*** Source data

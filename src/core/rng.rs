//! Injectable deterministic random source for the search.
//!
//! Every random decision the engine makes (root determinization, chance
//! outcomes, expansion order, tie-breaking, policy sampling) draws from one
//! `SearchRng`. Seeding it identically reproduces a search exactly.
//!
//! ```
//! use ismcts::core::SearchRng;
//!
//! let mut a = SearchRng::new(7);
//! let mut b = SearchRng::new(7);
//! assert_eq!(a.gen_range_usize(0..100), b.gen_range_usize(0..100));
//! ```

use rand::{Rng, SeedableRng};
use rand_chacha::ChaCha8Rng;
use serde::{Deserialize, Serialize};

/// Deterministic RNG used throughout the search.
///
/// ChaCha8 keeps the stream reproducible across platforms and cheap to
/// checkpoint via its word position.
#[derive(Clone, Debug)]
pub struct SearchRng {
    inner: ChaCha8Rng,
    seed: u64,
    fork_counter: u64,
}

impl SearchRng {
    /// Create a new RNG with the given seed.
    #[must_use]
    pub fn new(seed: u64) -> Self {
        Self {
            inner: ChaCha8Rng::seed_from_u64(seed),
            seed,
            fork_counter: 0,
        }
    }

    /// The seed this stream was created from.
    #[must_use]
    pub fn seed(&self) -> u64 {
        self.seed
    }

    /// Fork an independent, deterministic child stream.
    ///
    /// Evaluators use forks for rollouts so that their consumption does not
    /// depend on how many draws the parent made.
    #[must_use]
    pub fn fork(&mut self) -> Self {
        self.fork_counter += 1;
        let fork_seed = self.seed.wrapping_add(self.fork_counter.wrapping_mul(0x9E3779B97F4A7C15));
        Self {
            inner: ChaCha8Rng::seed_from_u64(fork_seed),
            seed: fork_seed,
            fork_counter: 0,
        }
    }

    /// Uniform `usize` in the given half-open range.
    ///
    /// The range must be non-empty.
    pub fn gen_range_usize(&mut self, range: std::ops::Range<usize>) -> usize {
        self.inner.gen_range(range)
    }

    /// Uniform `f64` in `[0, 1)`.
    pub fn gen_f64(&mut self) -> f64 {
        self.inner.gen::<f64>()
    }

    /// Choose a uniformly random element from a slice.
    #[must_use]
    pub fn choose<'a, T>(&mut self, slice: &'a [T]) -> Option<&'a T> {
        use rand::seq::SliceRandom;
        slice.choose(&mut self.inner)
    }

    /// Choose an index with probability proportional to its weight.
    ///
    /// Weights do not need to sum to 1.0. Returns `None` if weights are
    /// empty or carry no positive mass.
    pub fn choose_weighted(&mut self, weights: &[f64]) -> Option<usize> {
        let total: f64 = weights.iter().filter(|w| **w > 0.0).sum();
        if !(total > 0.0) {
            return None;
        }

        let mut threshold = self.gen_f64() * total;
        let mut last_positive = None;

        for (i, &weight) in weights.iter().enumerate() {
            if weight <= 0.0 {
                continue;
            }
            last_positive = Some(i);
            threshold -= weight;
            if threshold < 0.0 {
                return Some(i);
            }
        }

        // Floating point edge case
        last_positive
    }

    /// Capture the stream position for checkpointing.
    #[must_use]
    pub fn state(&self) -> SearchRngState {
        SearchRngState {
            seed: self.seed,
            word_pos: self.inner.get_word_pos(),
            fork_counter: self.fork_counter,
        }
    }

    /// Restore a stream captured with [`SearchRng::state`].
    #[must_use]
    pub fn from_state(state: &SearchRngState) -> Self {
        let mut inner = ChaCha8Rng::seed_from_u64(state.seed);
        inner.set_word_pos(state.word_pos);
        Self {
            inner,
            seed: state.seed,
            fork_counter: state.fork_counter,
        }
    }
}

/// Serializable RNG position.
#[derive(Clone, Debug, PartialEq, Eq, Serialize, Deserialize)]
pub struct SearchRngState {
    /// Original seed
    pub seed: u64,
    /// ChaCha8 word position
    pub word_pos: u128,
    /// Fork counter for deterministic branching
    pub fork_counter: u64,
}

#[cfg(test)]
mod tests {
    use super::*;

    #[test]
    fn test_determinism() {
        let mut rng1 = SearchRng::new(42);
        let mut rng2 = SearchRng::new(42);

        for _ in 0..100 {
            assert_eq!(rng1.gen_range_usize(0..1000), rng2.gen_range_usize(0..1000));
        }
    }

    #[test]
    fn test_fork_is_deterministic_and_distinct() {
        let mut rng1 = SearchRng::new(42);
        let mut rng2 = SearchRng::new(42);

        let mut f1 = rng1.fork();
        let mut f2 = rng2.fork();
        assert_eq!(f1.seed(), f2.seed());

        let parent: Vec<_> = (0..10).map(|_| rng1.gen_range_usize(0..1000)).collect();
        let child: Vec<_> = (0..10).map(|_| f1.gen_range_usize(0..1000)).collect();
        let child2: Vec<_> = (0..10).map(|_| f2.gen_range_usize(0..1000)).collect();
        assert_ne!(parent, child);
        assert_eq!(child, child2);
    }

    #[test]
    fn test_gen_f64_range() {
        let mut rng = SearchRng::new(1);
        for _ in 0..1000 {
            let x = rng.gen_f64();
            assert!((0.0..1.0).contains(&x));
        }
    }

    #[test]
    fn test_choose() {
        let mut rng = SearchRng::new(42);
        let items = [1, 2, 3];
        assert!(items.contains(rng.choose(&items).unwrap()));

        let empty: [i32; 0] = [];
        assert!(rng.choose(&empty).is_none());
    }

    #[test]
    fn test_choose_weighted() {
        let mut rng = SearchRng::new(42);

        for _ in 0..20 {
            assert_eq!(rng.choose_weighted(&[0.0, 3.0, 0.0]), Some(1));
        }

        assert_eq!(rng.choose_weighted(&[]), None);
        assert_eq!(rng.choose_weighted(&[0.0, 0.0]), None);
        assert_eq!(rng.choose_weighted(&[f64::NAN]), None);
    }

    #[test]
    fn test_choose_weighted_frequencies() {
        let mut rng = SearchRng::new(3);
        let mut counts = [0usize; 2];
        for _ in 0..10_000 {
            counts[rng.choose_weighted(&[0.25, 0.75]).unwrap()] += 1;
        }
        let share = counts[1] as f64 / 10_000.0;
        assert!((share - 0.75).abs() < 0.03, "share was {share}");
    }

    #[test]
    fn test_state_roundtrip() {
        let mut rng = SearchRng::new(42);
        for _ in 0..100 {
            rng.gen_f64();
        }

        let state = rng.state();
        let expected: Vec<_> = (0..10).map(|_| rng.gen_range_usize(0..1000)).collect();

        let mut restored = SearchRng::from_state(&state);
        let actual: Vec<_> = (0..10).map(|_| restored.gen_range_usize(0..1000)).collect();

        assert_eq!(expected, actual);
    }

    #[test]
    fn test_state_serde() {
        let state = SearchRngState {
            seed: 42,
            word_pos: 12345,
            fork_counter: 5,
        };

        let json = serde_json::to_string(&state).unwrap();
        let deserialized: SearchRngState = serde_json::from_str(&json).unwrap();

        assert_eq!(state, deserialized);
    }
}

******
*** Source data

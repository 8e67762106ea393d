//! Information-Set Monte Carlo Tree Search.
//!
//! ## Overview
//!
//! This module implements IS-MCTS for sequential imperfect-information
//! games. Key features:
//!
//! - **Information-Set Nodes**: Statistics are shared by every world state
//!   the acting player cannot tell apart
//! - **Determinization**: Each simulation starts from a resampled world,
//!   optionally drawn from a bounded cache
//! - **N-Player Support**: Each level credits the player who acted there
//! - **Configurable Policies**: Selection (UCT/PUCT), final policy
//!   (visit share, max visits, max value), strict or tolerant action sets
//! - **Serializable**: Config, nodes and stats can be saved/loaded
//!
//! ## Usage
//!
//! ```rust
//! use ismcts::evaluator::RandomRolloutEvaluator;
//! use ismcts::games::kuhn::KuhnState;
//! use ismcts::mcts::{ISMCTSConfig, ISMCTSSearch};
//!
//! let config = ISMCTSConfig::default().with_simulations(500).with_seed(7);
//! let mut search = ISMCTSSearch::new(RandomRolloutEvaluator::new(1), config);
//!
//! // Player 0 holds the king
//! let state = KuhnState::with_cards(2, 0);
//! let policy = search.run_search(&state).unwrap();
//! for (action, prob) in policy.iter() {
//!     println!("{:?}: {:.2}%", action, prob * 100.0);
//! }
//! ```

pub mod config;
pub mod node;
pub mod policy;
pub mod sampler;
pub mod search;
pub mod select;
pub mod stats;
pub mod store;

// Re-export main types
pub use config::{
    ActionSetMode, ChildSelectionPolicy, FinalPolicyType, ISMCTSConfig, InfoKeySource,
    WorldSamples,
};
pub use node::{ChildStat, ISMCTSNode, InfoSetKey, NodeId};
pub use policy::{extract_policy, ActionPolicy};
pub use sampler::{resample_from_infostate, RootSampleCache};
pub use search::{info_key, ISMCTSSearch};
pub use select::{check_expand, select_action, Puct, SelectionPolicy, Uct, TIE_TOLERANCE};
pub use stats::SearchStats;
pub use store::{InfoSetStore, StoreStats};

******
*** Source data

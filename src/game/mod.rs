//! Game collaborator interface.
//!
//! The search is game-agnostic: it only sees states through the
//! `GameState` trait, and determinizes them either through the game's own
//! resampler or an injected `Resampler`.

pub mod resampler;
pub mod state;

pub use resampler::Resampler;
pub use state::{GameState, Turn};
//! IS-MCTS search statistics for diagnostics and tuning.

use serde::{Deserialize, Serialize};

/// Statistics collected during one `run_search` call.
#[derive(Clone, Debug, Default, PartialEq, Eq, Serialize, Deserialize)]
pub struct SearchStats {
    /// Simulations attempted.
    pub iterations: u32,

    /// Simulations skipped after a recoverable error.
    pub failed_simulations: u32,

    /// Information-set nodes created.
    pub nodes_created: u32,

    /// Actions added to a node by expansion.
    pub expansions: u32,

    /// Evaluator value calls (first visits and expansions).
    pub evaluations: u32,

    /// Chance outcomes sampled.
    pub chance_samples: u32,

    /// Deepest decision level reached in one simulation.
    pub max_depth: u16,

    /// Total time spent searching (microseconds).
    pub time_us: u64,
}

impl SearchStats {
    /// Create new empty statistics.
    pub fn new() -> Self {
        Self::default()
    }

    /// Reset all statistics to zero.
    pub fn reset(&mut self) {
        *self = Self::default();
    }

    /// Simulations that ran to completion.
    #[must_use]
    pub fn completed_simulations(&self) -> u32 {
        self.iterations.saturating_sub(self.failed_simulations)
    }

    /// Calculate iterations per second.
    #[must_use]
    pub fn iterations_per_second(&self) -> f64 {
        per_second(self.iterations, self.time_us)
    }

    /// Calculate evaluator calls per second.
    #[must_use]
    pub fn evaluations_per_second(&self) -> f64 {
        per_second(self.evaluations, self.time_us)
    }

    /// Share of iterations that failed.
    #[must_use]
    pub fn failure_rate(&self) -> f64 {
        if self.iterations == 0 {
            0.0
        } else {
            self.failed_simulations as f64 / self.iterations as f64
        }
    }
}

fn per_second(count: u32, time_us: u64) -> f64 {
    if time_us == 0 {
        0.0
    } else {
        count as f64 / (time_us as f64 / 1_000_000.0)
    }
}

******

Which lines above run from the one containing "ChaCha8 word position" to the one containing "for _ in 0..20"? Give them again exactly, both ends included.

    /// ChaCha8 word position
    pub word_pos: u128,
    /// Fork counter for deterministic branching
    pub fork_counter: u64,
}

#[cfg(test)]
mod tests {
    use super::*;

    #[test]
    fn test_determinism() {
        let mut rng1 = SearchRng::new(42);
        let mut rng2 = SearchRng::new(42);

        for _ in 0..100 {
            assert_eq!(rng1.gen_range_usize(0..1000), rng2.gen_range_usize(0..1000));
        }
    }

    #[test]
    fn test_fork_is_deterministic_and_distinct() {
        let mut rng1 = SearchRng::new(42);
        let mut rng2 = SearchRng::new(42);

        let mut f1 = rng1.fork();
        let mut f2 = rng2.fork();
        assert_eq!(f1.seed(), f2.seed());

        let parent: Vec<_> = (0..10).map(|_| rng1.gen_range_usize(0..1000)).collect();
        let child: Vec<_> = (0..10).map(|_| f1.gen_range_usize(0..1000)).collect();
        let child2: Vec<_> = (0..10).map(|_| f2.gen_range_usize(0..1000)).collect();
        assert_ne!(parent, child);
        assert_eq!(child, child2);
    }

    #[test]
    fn test_gen_f64_range() {
        let mut rng = SearchRng::new(1);
        for _ in 0..1000 {
            let x = rng.gen_f64();
            assert!((0.0..1.0).contains(&x));
        }
    }

    #[test]
    fn test_choose() {
        let mut rng = SearchRng::new(42);
        let items = [1, 2, 3];
        assert!(items.contains(rng.choose(&items).unwrap()));

        let empty: [i32; 0] = [];
        assert!(rng.choose(&empty).is_none());
    }

    #[test]
    fn test_choose_weighted() {
        let mut rng = SearchRng::new(42);

        for _ in 0..20 {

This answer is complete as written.